-- Opening Marker --

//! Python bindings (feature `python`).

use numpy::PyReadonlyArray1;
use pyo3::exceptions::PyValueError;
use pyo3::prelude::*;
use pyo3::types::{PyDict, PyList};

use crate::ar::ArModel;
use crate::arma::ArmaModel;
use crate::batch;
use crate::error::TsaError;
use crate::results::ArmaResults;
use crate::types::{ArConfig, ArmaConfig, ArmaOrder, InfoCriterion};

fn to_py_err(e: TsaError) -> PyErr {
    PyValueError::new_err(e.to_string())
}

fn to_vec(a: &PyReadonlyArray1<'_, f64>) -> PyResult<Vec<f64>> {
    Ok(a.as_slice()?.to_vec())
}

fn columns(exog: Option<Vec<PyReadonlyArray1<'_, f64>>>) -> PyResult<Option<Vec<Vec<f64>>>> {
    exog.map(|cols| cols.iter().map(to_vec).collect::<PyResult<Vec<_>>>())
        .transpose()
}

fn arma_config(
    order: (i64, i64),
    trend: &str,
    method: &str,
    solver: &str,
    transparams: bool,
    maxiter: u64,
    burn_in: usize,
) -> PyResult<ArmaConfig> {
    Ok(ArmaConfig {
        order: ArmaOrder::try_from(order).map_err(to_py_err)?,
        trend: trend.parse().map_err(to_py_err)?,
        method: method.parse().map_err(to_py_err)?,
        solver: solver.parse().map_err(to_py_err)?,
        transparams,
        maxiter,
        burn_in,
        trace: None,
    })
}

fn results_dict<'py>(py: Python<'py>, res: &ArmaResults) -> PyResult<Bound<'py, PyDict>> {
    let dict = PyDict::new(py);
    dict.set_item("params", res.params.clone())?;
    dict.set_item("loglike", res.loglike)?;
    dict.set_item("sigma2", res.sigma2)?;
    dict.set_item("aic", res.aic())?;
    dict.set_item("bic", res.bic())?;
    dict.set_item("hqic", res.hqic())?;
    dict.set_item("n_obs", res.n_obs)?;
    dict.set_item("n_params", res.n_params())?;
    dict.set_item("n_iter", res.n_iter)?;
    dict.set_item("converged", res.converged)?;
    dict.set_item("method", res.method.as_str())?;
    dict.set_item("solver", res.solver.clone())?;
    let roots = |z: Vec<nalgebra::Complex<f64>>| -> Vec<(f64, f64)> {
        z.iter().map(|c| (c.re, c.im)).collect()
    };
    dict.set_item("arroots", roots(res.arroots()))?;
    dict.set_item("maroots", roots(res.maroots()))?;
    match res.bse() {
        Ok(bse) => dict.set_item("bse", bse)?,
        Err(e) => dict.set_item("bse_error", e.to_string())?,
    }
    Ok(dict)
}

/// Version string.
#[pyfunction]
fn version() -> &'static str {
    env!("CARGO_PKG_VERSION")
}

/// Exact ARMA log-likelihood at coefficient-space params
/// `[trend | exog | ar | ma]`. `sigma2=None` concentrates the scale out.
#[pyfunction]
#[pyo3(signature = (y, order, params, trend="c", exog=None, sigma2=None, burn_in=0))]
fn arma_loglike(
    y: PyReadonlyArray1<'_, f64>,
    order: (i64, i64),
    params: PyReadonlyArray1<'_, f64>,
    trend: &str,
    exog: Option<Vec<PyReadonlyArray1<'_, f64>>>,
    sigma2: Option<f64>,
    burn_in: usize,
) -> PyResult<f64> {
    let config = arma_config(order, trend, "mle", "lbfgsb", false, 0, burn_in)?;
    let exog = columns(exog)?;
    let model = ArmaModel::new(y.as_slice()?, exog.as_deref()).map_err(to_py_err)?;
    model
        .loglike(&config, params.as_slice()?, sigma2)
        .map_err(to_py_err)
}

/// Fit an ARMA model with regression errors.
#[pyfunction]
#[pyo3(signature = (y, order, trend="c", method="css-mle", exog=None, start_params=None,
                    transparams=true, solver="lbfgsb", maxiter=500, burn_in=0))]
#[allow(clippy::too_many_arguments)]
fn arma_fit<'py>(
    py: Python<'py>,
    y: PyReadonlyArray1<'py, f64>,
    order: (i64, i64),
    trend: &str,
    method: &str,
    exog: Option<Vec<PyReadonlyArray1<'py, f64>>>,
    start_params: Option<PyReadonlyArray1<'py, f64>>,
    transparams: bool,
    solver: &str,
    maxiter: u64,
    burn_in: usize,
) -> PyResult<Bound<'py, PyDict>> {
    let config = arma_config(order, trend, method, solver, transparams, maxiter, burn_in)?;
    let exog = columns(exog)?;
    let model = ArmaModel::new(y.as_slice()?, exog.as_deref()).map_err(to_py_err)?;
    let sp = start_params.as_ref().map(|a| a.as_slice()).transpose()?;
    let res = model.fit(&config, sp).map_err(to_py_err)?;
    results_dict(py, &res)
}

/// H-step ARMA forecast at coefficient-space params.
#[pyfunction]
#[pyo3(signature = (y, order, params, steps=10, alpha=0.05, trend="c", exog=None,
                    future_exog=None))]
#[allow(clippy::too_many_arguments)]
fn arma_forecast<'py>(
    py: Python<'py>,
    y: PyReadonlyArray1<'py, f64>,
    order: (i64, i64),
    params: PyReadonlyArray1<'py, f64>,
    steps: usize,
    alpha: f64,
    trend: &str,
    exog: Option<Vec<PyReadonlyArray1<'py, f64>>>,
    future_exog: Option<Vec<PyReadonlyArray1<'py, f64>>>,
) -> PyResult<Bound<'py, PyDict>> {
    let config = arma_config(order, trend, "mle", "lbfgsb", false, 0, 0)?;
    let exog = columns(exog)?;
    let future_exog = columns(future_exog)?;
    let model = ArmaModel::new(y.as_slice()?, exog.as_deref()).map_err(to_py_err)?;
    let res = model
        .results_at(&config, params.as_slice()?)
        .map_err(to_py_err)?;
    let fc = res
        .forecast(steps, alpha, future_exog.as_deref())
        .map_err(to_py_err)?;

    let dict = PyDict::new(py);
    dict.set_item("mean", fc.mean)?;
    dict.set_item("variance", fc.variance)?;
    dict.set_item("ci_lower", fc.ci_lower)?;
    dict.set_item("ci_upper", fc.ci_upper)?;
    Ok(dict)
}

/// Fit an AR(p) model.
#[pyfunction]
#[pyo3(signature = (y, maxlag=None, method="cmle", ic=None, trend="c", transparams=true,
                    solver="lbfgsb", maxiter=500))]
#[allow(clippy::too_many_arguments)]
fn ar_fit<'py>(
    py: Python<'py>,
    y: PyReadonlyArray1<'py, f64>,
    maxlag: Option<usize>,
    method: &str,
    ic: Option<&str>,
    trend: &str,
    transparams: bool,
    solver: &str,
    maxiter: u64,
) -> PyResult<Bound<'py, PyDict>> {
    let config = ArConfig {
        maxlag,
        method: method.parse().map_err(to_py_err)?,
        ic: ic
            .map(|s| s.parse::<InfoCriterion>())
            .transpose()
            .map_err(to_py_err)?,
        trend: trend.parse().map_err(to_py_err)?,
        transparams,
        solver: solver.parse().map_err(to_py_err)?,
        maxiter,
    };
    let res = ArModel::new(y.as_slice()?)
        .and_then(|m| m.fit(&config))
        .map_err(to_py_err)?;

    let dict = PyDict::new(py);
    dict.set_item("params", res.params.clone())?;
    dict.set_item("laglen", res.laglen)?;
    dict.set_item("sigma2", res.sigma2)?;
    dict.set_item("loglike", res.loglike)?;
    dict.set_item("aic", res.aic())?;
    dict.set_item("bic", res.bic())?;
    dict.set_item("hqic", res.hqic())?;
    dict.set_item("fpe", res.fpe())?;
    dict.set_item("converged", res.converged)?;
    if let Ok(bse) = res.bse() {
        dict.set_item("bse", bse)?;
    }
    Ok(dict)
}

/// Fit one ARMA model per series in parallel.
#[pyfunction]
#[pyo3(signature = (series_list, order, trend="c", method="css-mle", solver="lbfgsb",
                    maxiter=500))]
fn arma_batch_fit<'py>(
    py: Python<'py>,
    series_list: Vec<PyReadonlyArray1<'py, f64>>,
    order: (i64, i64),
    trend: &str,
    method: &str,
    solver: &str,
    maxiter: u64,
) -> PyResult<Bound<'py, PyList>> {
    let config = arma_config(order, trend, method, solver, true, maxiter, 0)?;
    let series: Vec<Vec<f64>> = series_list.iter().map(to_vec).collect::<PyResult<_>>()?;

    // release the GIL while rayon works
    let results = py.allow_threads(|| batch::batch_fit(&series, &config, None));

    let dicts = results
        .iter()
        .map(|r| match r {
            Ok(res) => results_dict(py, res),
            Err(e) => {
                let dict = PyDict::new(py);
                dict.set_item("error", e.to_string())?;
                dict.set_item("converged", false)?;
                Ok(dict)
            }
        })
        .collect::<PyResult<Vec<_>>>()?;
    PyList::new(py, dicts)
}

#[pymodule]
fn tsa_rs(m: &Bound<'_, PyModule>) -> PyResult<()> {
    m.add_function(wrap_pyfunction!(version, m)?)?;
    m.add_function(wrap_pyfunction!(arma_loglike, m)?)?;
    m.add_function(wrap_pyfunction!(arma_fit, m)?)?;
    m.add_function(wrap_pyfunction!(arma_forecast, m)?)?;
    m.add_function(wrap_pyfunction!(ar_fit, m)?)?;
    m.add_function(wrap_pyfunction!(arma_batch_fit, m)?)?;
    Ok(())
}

-- Closing Marker --
-- Opening Marker --

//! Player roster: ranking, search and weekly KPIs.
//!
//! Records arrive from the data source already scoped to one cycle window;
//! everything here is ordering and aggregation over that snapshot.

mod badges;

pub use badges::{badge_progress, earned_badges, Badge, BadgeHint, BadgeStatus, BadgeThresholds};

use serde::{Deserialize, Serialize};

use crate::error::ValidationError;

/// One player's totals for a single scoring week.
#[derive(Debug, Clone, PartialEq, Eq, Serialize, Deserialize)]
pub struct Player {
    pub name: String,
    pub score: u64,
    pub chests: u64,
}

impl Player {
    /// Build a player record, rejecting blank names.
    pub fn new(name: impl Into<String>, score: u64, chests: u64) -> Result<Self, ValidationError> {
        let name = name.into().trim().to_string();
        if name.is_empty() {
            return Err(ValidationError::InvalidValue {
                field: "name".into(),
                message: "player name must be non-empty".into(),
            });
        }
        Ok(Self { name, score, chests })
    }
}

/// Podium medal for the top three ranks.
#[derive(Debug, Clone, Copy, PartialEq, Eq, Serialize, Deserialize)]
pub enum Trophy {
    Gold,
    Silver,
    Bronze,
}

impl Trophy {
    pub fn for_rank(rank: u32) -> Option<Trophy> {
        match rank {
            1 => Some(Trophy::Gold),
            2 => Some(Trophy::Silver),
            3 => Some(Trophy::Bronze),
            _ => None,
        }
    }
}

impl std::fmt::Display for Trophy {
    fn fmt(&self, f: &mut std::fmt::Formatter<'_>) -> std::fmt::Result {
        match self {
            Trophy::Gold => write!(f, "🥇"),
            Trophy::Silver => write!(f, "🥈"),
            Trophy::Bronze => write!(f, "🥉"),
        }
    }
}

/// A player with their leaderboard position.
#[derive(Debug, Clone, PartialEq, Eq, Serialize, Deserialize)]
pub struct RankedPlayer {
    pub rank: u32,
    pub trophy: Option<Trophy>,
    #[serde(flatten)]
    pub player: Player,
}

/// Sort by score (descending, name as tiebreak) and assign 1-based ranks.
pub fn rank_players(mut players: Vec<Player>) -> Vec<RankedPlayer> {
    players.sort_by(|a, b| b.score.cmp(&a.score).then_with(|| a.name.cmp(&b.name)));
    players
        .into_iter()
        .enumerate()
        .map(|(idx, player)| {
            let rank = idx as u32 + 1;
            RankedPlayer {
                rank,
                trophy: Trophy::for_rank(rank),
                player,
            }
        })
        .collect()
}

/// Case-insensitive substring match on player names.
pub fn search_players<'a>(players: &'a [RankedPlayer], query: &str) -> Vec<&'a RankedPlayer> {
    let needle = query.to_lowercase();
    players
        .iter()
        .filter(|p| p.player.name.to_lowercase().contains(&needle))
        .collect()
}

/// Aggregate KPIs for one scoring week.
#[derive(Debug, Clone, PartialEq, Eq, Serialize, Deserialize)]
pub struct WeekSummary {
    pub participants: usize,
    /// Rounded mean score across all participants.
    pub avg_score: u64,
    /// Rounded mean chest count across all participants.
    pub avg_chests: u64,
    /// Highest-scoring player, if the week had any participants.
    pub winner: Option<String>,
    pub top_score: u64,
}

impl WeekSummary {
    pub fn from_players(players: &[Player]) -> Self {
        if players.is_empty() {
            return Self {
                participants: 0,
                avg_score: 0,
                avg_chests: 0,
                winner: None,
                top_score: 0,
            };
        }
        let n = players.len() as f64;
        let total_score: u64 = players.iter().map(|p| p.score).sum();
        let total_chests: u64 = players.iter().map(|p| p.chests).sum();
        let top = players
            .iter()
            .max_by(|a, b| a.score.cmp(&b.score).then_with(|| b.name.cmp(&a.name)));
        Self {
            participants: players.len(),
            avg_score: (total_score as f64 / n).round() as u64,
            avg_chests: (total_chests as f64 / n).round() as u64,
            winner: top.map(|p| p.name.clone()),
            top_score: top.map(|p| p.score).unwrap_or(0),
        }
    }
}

-- Closing Marker --
-- Opening Marker --

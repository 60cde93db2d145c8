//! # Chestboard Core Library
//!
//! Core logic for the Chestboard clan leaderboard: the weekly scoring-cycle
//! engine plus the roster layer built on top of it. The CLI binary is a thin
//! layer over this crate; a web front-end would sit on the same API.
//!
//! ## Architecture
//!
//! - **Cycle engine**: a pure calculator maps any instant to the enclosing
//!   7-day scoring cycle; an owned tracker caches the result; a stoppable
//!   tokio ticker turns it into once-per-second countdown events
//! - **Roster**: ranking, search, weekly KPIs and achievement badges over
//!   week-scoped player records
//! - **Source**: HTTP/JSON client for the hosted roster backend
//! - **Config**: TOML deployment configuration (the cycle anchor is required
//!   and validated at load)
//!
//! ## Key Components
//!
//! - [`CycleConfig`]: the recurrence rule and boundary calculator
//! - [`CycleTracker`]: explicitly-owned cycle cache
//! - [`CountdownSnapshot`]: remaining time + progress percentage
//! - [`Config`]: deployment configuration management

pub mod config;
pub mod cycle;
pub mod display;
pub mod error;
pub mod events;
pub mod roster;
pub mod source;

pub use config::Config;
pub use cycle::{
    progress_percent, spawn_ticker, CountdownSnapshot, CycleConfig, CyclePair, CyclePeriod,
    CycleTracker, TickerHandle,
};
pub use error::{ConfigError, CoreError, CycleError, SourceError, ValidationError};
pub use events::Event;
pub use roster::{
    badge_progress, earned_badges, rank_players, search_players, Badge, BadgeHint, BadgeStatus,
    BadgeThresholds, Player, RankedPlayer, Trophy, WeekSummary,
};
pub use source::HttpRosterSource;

-- Closing Marker --

• Assignment
Nothing but a number should be given: how many lines in the listing hold the word "names".

• Solution below
2